As Colgrove turned away, Spangler was able to identify that Colgrove had been pointing a gun towards him, Marteeny said.

“Deputy Spangler yelled “stop,” “drop it,” and “Noah, drop that gun or you’re gonna get shot,” the District Attorney said.

Colgrove disobeyed those orders and moved out of sight among the brush and debris, and moved towards a building that appeared to be a house, surrounded by trees, debris, and brush, Marteeny said.

Colgrove then worked his way out of the upper portion of the house onto the roof of a lean-to structure that was attached to the back of the house.

While he was on top of the lean-to structure, Klein and Kaftanchikov both saw an object in Colgrove’s hand that Klein recognized as a handgun, which, Marteeny said, later turned out to be a Glock 45 9 mm, that had been reported stolen out of Sweet Home, with a modified laser sight, one round in the chamber and multiple rounds in the magazine.

Marteeny noted that investigators later found a .22 caliber long rifle with a laser sight and 50-capacity magazines on a couch inside the residence, along with a handgun carrier.

Deputies again yelled at Colgrove to stop and to drop the gun, but he jumped off the roof of the lean-to and landed on the ground, got up, briefly pointed his handgun at Klein and ran back into the house through the front door, Marteeny said.

“Commands to ‘drop the gun’ and ‘give it up’ were continually given,” Marteeny said.

Shortly thereafter, Colgrove again exited the house, out of the front door, running across and off the porch, near where Klein was situated.

Klein gave chase, followed by Randall. Colgrove still had the handgun in his hand. Deputies commanded him to drop the gun multiple times.

“Mr. Colgrove reached his gun-wielding hand back across him, pointing it towards the pursuing deputies while Mr. Colgrove was running away from them,” Marteeny wrote. “Seeing this, Deputy Klein fired one shot at Mr. Colgrove. Mr. Colgrove fell to the ground retaining his gun in his hand.

“After landing, Mr. Colgrove immediately leaned up from his back and continued pointing his gun in the direction of the deputies,” Marteeny wrote, adding that Colgrove’s ex-girlfriend, who was an eyewitness, confirmed that. He noted that she was the alleged victim in Colgrove’s strangulation warrant.

“Deputies Klein and Randall, then at very close range, concurrently fired a rapid and continuous volley of rounds in Mr. Colgrove’s direction until he ceased to present a deadly threat towards them.”

Klein fired six rounds and Randall fired five, Marteeny said. Some hit the ground but autopsy results indicated that Colgrove was hit in the chest, neck, left hip/buttock and in the hand.

Deputies approached Colgrove, took his gun away, and immediately began administering first aid, Marteeny said.

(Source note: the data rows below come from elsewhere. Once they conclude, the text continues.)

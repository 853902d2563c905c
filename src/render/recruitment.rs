//! Recruitment flags with statuses derived across characters.

use super::{BoundField, RenderCtx, probe};
use crate::{
    SaveValue,
    prefs::{RecruitRule, SessionToggles},
    statics,
    widget::{Coerce, Control, Refresh, Target, Tone, Widget, WidgetKey},
};

pub(super) const MCDOHL: usize = 82;
pub(super) const GREMIO: usize = 125;
pub(super) const VALERIA: usize = 12;
pub(super) const KASUMI: usize = 73;
pub(super) const CHUCHARA: usize = 79;
pub(super) const ABIZBOAH: usize = 49;
pub(super) const RULODIA: usize = 74;

const FLAG_NOT_RECRUITED: i64 = 0;
const FLAG_SPOKE_TO: i64 = 1;
const FLAG_AUTO_JOIN: i64 = 70;
const FLAG_MANUAL_RECRUIT: i64 = 71;
const FLAG_EVENT_LOCKED: i64 = 86;
const FLAG_DECEASED: i64 = 212;
const FLAG_ON_LEAVE: i64 = 213;

const FLAG_LEGEND: &str = "Recruitment Status Values:\n\
    1: Spoke to\n\
    70: Auto Join\n\
    71: Manual Recruit\n\
    86: Event Locked Not Party\n\
    212: Deceased\n\
    213: On Leave";

#[derive(Debug, Clone, Copy, PartialEq, Eq)]
pub enum RecruitStatus {
    /// McDohl or Gremio, brought over by a first-game import.
    AvailableImport,
    RecruitedViaSubstitution,
    RecruitedViaChain,
    Recruited,
    OnLeave,
    Deceased,
    EventLocked,
    SpokeTo,
    NotRecruited,
}

impl RecruitStatus {
    pub fn label(self) -> &'static str {
        match self {
            RecruitStatus::AvailableImport => statics::EN_RECRUIT_IMPORT,
            RecruitStatus::RecruitedViaSubstitution => statics::EN_RECRUIT_SUBSTITUTION,
            RecruitStatus::RecruitedViaChain => statics::EN_RECRUIT_CHAIN,
            RecruitStatus::Recruited => statics::EN_RECRUIT_RECRUITED,
            RecruitStatus::OnLeave => statics::EN_RECRUIT_ON_LEAVE,
            RecruitStatus::Deceased => statics::EN_RECRUIT_DECEASED,
            RecruitStatus::EventLocked => statics::EN_RECRUIT_EVENT_LOCKED,
            RecruitStatus::SpokeTo => statics::EN_RECRUIT_SPOKE_TO,
            RecruitStatus::NotRecruited => statics::EN_RECRUIT_NOT_RECRUITED,
        }
    }

    pub fn tone(self) -> Tone {
        match self {
            RecruitStatus::AvailableImport
            | RecruitStatus::RecruitedViaSubstitution
            | RecruitStatus::RecruitedViaChain
            | RecruitStatus::Recruited => Tone::Good,
            RecruitStatus::OnLeave => Tone::Warn,
            RecruitStatus::Deceased | RecruitStatus::NotRecruited => Tone::Bad,
            RecruitStatus::EventLocked => Tone::Muted,
            RecruitStatus::SpokeTo => Tone::Info,
        }
    }
}

fn is_recruited(flag: i64) -> bool {
    flag == FLAG_AUTO_JOIN || flag == FLAG_MANUAL_RECRUIT
}

fn flag_at(flags: &[SaveValue], index: usize) -> i64 {
    flags.get(index).and_then(SaveValue::as_i64).unwrap_or(0)
}

/// Status of character `index`. Import availability wins over the optional rules,
/// and the optional rules win over the raw flag. Nothing here writes to the save.
pub fn derive_status(
    flags: &[SaveValue],
    index: usize,
    has_import_name: bool,
    toggles: &SessionToggles,
) -> RecruitStatus {
    let flag = flag_at(flags, index);

    if (index == MCDOHL || index == GREMIO)
        && has_import_name
        && (flag == FLAG_NOT_RECRUITED || flag == FLAG_SPOKE_TO)
    {
        return RecruitStatus::AvailableImport;
    }

    if toggles.get(RecruitRule::PairSubstitution) && !is_recruited(flag) {
        let partner = match index {
            VALERIA => Some(KASUMI),
            KASUMI => Some(VALERIA),
            _ => None,
        };
        if partner.is_some_and(|p| is_recruited(flag_at(flags, p))) {
            return RecruitStatus::RecruitedViaSubstitution;
        }
    }

    if toggles.get(RecruitRule::ChainUnlock)
        && !is_recruited(flag)
        && (index == ABIZBOAH || index == RULODIA)
        && is_recruited(flag_at(flags, CHUCHARA))
    {
        return RecruitStatus::RecruitedViaChain;
    }

    match flag {
        f if is_recruited(f) => RecruitStatus::Recruited,
        FLAG_ON_LEAVE => RecruitStatus::OnLeave,
        FLAG_DECEASED => RecruitStatus::Deceased,
        FLAG_EVENT_LOCKED => RecruitStatus::EventLocked,
        FLAG_SPOKE_TO => RecruitStatus::SpokeTo,
        _ => RecruitStatus::NotRecruited,
    }
}

/// Characters whose derived status reads the flag at `index`.
fn dependents(index: usize) -> &'static [usize] {
    match index {
        VALERIA => &[KASUMI],
        KASUMI => &[VALERIA],
        CHUCHARA => &[ABIZBOAH, RULODIA],
        _ => &[],
    }
}

/// A non-blank first-game hero name enables the import status.
pub(super) fn has_import_name(root: &SaveValue) -> bool {
    probe(root, statics::SK_MACD_NAME)
        .and_then(|(_, v)| v.as_str())
        .is_some_and(|s| !s.trim().is_empty())
}

fn toggle_control(ctx: &RenderCtx, rule: RecruitRule) -> Widget {
    Widget::Control(
        Control::checkbox(
            WidgetKey::new(format!("toggle:{}", rule.pref_key())),
            rule.label(),
            ctx.toggles.get(rule),
        )
        .bind(Target::Toggle(rule), Refresh::Field),
    )
}

pub(super) fn recruitment(ctx: &RenderCtx, field: &BoundField) -> Widget {
    let Some(flags) = field.value.as_array() else {
        return super::generic::bind_field(field);
    };
    let import = has_import_name(ctx.root);

    let rows = flags
        .iter()
        .enumerate()
        .skip(1)
        .map(|(index, flag)| {
            let path = field.path.index(index);
            let row_key = WidgetKey::tagged("row", &path);
            let status = derive_status(flags, index, import, ctx.toggles);
            let refresh = Refresh::Keys(
                std::iter::once(row_key.clone())
                    .chain(
                        dependents(index)
                            .iter()
                            .map(|&d| WidgetKey::tagged("row", &field.path.index(d))),
                    )
                    .collect(),
            );
            Widget::row(
                Some(row_key),
                vec![
                    Widget::text(index.to_string()),
                    Widget::text(ctx.catalog.character_name(index as i64)),
                    Widget::Control(
                        Control::number(WidgetKey::at(&path), statics::EN_EMPTY, flag.as_f64().unwrap_or(0.0))
                            .min(0.0)
                            .bind(
                                Target::Value {
                                    path: path.clone(),
                                    coerce: Coerce::Number,
                                },
                                refresh,
                            ),
                    ),
                    Widget::keyed_text(WidgetKey::tagged("status", &path), status.label(), status.tone()),
                ],
            )
        })
        .collect();

    Widget::section(
        WidgetKey::tagged("sec", &field.path),
        format!("{} [{} characters]", field.label(), flags.len()),
        vec![
            Widget::section(
                WidgetKey::tagged("sec:options", &field.path),
                "Recruitment Options",
                RecruitRule::ALL.iter().map(|&r| toggle_control(ctx, r)).collect(),
            ),
            Widget::note(FLAG_LEGEND, Tone::Muted),
            Widget::Table {
                key: WidgetKey::tagged("table", &field.path),
                columns: [
                    statics::EN_COL_INDEX,
                    statics::EN_COL_CHARACTER,
                    statics::EN_COL_FLAG,
                    statics::EN_COL_STATUS,
                ]
                .map(str::to_string)
                .to_vec(),
                rows,
            },
        ],
    )
}

#[cfg(test)]
mod tests {
    use super::{RecruitStatus, derive_status};
    use crate::{
        SaveValue,
        catalog::tests::small,
        edit::DataPath,
        prefs::SessionToggles,
        render::test_support::render_at,
        widget::{Refresh, WidgetKey},
    };
    use pretty_assertions::assert_eq;

    fn flags(set: &[(usize, i64)]) -> Vec<SaveValue> {
        let mut v = vec![SaveValue::int(0); 130];
        for &(i, f) in set {
            v[i] = SaveValue::int(f);
        }
        v
    }

    fn both_rules() -> SessionToggles {
        SessionToggles {
            pair_substitution: true,
            chain_unlock: true,
        }
    }

    #[test]
    fn raw_flags_map_to_statuses() {
        let f = flags(&[(1, 70), (2, 71), (3, 213), (4, 212), (5, 86), (6, 1), (7, 5)]);
        let off = SessionToggles::default();
        let got: Vec<_> = (1..=8).map(|i| derive_status(&f, i, false, &off)).collect();
        assert_eq!(
            got,
            vec![
                RecruitStatus::Recruited,
                RecruitStatus::Recruited,
                RecruitStatus::OnLeave,
                RecruitStatus::Deceased,
                RecruitStatus::EventLocked,
                RecruitStatus::SpokeTo,
                RecruitStatus::NotRecruited,
                RecruitStatus::NotRecruited,
            ]
        );
    }

    #[test]
    fn pair_rule_only_applies_when_enabled() {
        let f = flags(&[(12, 70)]);
        assert_eq!(
            derive_status(&f, 73, false, &SessionToggles::default()),
            RecruitStatus::NotRecruited
        );
        assert_eq!(
            derive_status(&f, 73, false, &both_rules()),
            RecruitStatus::RecruitedViaSubstitution
        );
        assert_eq!(derive_status(&f, 12, false, &both_rules()), RecruitStatus::Recruited);
    }

    #[test]
    fn chain_rule_covers_both_followers() {
        let f = flags(&[(79, 71), (74, 212)]);
        assert_eq!(derive_status(&f, 49, false, &both_rules()), RecruitStatus::RecruitedViaChain);
        assert_eq!(derive_status(&f, 74, false, &both_rules()), RecruitStatus::RecruitedViaChain);
        assert_eq!(
            derive_status(&f, 74, false, &SessionToggles::default()),
            RecruitStatus::Deceased
        );
    }

    #[test]
    fn import_name_beats_the_other_rules() {
        let f = flags(&[(82, 1), (125, 70)]);
        let off = SessionToggles::default();
        assert_eq!(derive_status(&f, 82, true, &off), RecruitStatus::AvailableImport);
        assert_eq!(derive_status(&f, 82, false, &off), RecruitStatus::SpokeTo);
        assert_eq!(derive_status(&f, 125, true, &off), RecruitStatus::Recruited);
    }

    #[test]
    fn editing_a_pair_member_refreshes_its_partner_row() {
        let list: Vec<String> = (0..80).map(|_| "0".to_string()).collect();
        let root = SaveValue::parse(&format!(
            r#"{{"game_data": {{"chara_flag": [{}], "macd_name": "  "}}}}"#,
            list.join(",")
        ))
        .unwrap();
        let w = render_at(
            &small(),
            &root,
            both_rules(),
            Default::default(),
            "chara_flag",
            DataPath::from_dotted("game_data.chara_flag"),
        );
        let control = w
            .find_control(&WidgetKey::new("game_data.chara_flag[12]"))
            .unwrap();
        assert_eq!(
            control.binding.as_ref().unwrap().refresh,
            Refresh::Keys(vec![
                WidgetKey::new("row:game_data.chara_flag[12]"),
                WidgetKey::new("row:game_data.chara_flag[73]"),
            ])
        );
        assert!(w.find(&WidgetKey::new("row:game_data.chara_flag[0]")).is_none());
        assert_eq!(
            w.text_at(&WidgetKey::new("status:game_data.chara_flag[2]")),
            Some("Not Recruited")
        );
    }
}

“Mr. Colgrove ultimately succumbed to his injuries.”

Marteeny said that, from his review of the evidence, he concluded that “Mr. Colgrove presented repeated, multiple threats of deadly violence against deputies. His actions and choices were erratic and abrupt.”

Colgrove was attempting to escape arrest, he noted, and “every time Mr. Colgrove pointed a gun in the direction of deputies, he presented a threat of imminent deadly force against them.”

He noted that “multiple people who heard the event unfold recalled hearing multiple commands to ‘stop’ and ‘drop the gun.'”

Colgrove may have been acting under the influence of methamphetamine, which was found on his person and “present in his system” during an autopsy.

Colgrove, he said, “refused to comply with all orders” and “criminally threatened to use his gun against deputies” who were legally justified to respond with deadly force.”

Witnesses, he said, told investigators thatColgrove continued to present a deadly threat to the deputies even when on the ground.

“I find that the deputies were justified in their use of deadly force and that they did so in response to a continued deadly threat,” Marteeny concluded.

Sheriff Michelle Duncan said the deputies “carried out their duties with courage and professionalism” in the incident.

“They gave Colgrove numerous warnings to drop the gun and comply. Colgrove dictated the outcome by pointing a gun and threatening our deputies’ lives.

“I am thankful our deputies were uninjured and I fully support the actions they were forced to take. When you point guns at law enforcement, this is the risk you take.”